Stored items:
===============
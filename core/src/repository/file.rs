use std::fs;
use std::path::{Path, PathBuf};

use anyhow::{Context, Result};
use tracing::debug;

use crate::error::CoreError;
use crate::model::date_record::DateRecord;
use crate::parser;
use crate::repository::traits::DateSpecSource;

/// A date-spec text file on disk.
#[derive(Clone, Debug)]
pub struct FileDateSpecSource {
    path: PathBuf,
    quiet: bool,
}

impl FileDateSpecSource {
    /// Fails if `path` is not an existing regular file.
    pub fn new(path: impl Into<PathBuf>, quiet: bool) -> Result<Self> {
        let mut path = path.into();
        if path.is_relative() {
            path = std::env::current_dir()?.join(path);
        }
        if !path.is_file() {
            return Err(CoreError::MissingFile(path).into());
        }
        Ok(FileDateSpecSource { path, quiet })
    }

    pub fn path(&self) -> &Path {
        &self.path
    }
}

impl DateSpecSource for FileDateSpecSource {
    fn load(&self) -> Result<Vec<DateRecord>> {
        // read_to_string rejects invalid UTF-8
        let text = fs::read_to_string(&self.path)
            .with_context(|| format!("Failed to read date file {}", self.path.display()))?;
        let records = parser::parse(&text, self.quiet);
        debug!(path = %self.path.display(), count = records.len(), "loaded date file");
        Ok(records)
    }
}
===============
▶ [Task details]:
Copy out each line from the preceding entries that mentions the word "CoreError".

▶ [Output for this exercise]:
use crate::error::CoreError;
            return Err(CoreError::MissingFile(path).into());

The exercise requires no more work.